February 4, 2004, 01:57	Clarification Re: Minimization	#3
Ananda Himansu Guest Posts: n/a	Perhaps I failed to mention the simple mathematical concept behind the bookkeeping that I suggested in the previous post. Let the cost function that you are trying to minimize be denoted by g(r). Pick an arbitrary point r0=(x0,y0,z0) in your search domain. Then we can alternatively represent g as g(r) = g(r0) + Definite Path Integral of grad(g) from r0 to r Your cost evaluation function does not return g but rather grad(g). So g(r0) is unknown. Define a gauge cost function f by f(r) = Definite Path Integral of grad(g) from r0 to r From this definition, note that if g is single-valued, then f is independent of the path of integration (in theory). Also that f(r0) = 0. And that grad(f) = grad(g), and hessian(f) = hessian(g).
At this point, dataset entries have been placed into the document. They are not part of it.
use std::path::PathBuf;
use std::sync::Arc;

use askama::Template;
use axum::extract::{Form, Query, State};
use axum::response::{Html, Redirect};
use serde::Deserialize;
use tracing::error;

use crate::core::pipeline::IngestionPipeline;
use crate::core::storage::ArticleRepository;
use crate::core::subscription;

use super::render::{sort_by_date, ArticleView, SortOrder};

/// Category choices offered by the listing filter.
const FILTER_CATEGORIES: [&str; 6] = [
    "All",
    "Sports",
    "Entertainment",
    "Politics",
    "International",
    "Others",
];

pub struct AppState {
    pub repository: ArticleRepository,
    pub pipeline: Arc<IngestionPipeline>,
    pub opml_path: PathBuf,
}

#[derive(Debug, Clone, Deserialize)]
pub struct ListingForm {
    pub sortorder: Option<String>,
    pub category: Option<String>,
}

#[derive(Debug, Clone, Deserialize)]
pub struct SearchParams {
    pub query: Option<String>,
}

#[derive(Template)]
#[template(path = "index.html")]
struct IndexTemplate {
    articles: Vec<ArticleView>,
    categories: Vec<String>,
    selected_category: String,
    sort_order: String,
}

#[derive(Template)]
#[template(path = "search_results.html")]
struct SearchTemplate {
    query: String,
    results: Vec<ArticleView>,
}

pub async fn index(State(state): State<Arc<AppState>>) -> Html<String> {
    render_listing(&state, "desc", "All").await
}

pub async fn index_submit(
    State(state): State<Arc<AppState>>,
    Form(form): Form<ListingForm>,
) -> Html<String> {
    let sort_order = form.sortorder.unwrap_or_else(|| "desc".to_string());
    let category = form.category.unwrap_or_else(|| "All".to_string());
    render_listing(&state, &sort_order, &category).await
}

pub async fn search(
    State(state): State<Arc<AppState>>,
    Query(params): Query<SearchParams>,
) -> Html<String> {
    let query = params.query.unwrap_or_default();
    // A failing store read degrades to an empty page, never an error page.
    let records = match state.repository.search_articles(&query).await {
        Ok(rows) => rows,
        Err(error) => {
            error!(%error, "search query failed, returning no results");
            Vec::new()
        }
    };
    let mut results: Vec<ArticleView> = records.into_iter().map(ArticleView::from_record).collect();
    sort_by_date(&mut results, SortOrder::Descending);

    render_template(SearchTemplate { query, results })
}

/// Trigger a full ingestion run over all subscribed feeds, then go back to
/// the listing. A missing or malformed subscription file aborts the run;
/// the server itself stays up.
pub async fn summarize(State(state): State<Arc<AppState>>) -> Redirect {
    match subscription::load_feed_urls(&state.opml_path) {
        Ok(feed_urls) => {
            state.pipeline.run(&feed_urls).await;
        }
        Err(error) => {
            error!(%error, "subscription file unavailable, ingestion run aborted");
        }
    }
    Redirect::to("/")
}

async fn render_listing(state: &AppState, sort_order: &str, category: &str) -> Html<String> {
    let filter = Some(category).filter(|&value| value != "All");
    let records = match state.repository.list_articles(filter).await {
        Ok(rows) => rows,
        Err(error) => {
            error!(%error, "listing query failed, returning no results");
            Vec::new()
        }
    };

    let mut articles: Vec<ArticleView> = records.into_iter().map(ArticleView::from_record).collect();
    sort_by_date(&mut articles, SortOrder::from_form_value(sort_order));

    render_template(IndexTemplate {
        articles,
        categories: FILTER_CATEGORIES.iter().map(ToString::to_string).collect(),
        selected_category: category.to_string(),
        sort_order: sort_order.to_string(),
    })
}

fn render_template<T: Template>(template: T) -> Html<String> {
    Html(template.render().unwrap_or_else(|error| {
        error!(%error, "template rendering failed");
        String::new()
    }))
}

#[cfg(test)]
mod tests {
    use super::*;
    use crate::core::llm::test_support::FlakyClient;
    use crate::core::storage::{Category, NewArticle};

    async fn state_with_articles(articles: &[NewArticle]) -> Arc<AppState> {
        let repository = ArticleRepository::connect("sqlite::memory:")
            .await
            .expect("connect must succeed");
        for article in articles {
            repository
                .insert_article(article)
                .await
                .expect("insert must succeed");
        }
        let client = Arc::new(FlakyClient::new(0, "Others"));
        let pipeline = Arc::new(
            IngestionPipeline::new(repository.clone(), client).expect("pipeline should build"),
        );
        Arc::new(AppState {
            repository,
            pipeline,
            opml_path: PathBuf::from("does-not-exist.opml"),
        })
    }

    fn article(title: &str, category: Category, published_at: &str) -> NewArticle {
        NewArticle {
            published_at: Some(published_at.to_string()),
            title: title.to_string(),
            full_content: format!("body of {title}"),
            summarized_content: "- a point".to_string(),
            link: format!("https://news.example.com/{title}"),
            author: "Ada Reporter".to_string(),
            category,
        }
    }

    #[tokio::test]
    async fn listing_applies_category_filter_and_sort_order() {
        let state = state_with_articles(&[
            article("Budget Passed", Category::Politics, "2024-02-05T09:30:00+00:00"),
            article("Olympics Begin", Category::Sports, "2024-02-06T18:00:00+00:00"),
        ])
        .await;

        let Html(all_desc) = index_submit(
            State(state.clone()),
            Form(ListingForm {
                sortorder: Some("desc".to_string()),
                category: Some("All".to_string()),
            }),
        )
        .await;
        let olympics = all_desc.find("Olympics Begin").expect("olympics listed");
        let budget = all_desc.find("Budget Passed").expect("budget listed");
        assert!(olympics < budget, "newest article should come first");

        let Html(sports_only) = index_submit(
            State(state),
            Form(ListingForm {
                sortorder: None,
                category: Some("Sports".to_string()),
            }),
        )
        .await;
        assert!(sports_only.contains("Olympics Begin"));
        assert!(!sports_only.contains("Budget Passed"));
    }

    #[tokio::test]
    async fn plain_get_renders_the_full_listing() {
        let state = state_with_articles(&[article(
            "Budget Passed",
            Category::Politics,
            "2024-02-05T09:30:00+00:00",
        )])
        .await;

        let Html(page) = index(State(state)).await;
        assert!(page.contains("Budget Passed"));
        assert!(page.contains("<li>a point</li>"));
    }

    #[tokio::test]
    async fn search_matches_substrings_in_titles() {
        let state = state_with_articles(&[
            article("Budget Passed", Category::Politics, "2024-02-05T09:30:00+00:00"),
            article("Olympics Begin", Category::Sports, "2024-02-06T18:00:00+00:00"),
        ])
        .await;

        let Html(page) = search(
            State(state),
            Query(SearchParams {
                query: Some("Olympic".to_string()),
            }),
        )
        .await;
        assert!(page.contains("Olympics Begin"));
        assert!(!page.contains("Budget Passed"));
    }

    #[tokio::test]
    async fn summarize_with_missing_subscription_file_still_redirects() {
        let state = state_with_articles(&[]).await;
        let _redirect = summarize(State(state.clone())).await;

        let stored = state
            .repository
            .list_articles(None)
            .await
            .expect("list must succeed");
        assert!(stored.is_empty());
    }
}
The definition of f is theoretically equivalent to saying f(r) = g(r) - g(r0), but algorithmically the path integral definition of f must be used, since the value of g(r) is unknown. A key fact that follows from the definition of f is that if the minimum (gmin) of g occurs at rmin=(xmin,ymin,zmin), gmin = g(rmin), then the minimum (fmin) of f also occurs at rmin, i.e., fmin = f(rmin). Also, fmin = gmin - g(r0). Apply a classical gradient-based minimization algorithm to f, taking into account that because of the integral definition, the value of f must be extrapolated from nearby point/s using the value of grad(g). The end-result of your minimization effort will be obtaining the values of rmin and fmin ( = f(rmin)-f(r0) = g(rmin)-g(r0)). Ananda Himansu

February 4, 2004, 05:50	Re: Clarification	#4
doche Guest Posts: n/a	Thank you very much for your response The gauge function should be very usefull

February 4, 2004, 11:23	Re: Clarification	#5
Ananda Himansu Guest Posts: n/a	You are quite welcome. To clarify further, the path integral definition of g is obtained as the antiderivative of the differential relation dg = grad(g) * dr where the * represents a vector dot product, which may not have been clear from the way I wrote it previously. With a classical gradient-based optimization algorithm, the construction of the gauge function f is only required in order to know how low your minimum is relative to your starting point, i.e., to know gmin-g(r0). If you did not care to know this, with pure gradient-based algorithms, you could eliminate all references to f itself, and merely find the point rmin as the endpoint of your descent path, without constructing f. If your search space is small enough to do a systematic exhaustive search on a mesh with a spacing small enough to satisfy your accuracy requirement, then you will need to construct the gauge cost f, in order to efficiently compare the values and find the minimum achieved on the selected mesh. In this case, grad(g) is used only to construct f, instead of being used to select a descent direction.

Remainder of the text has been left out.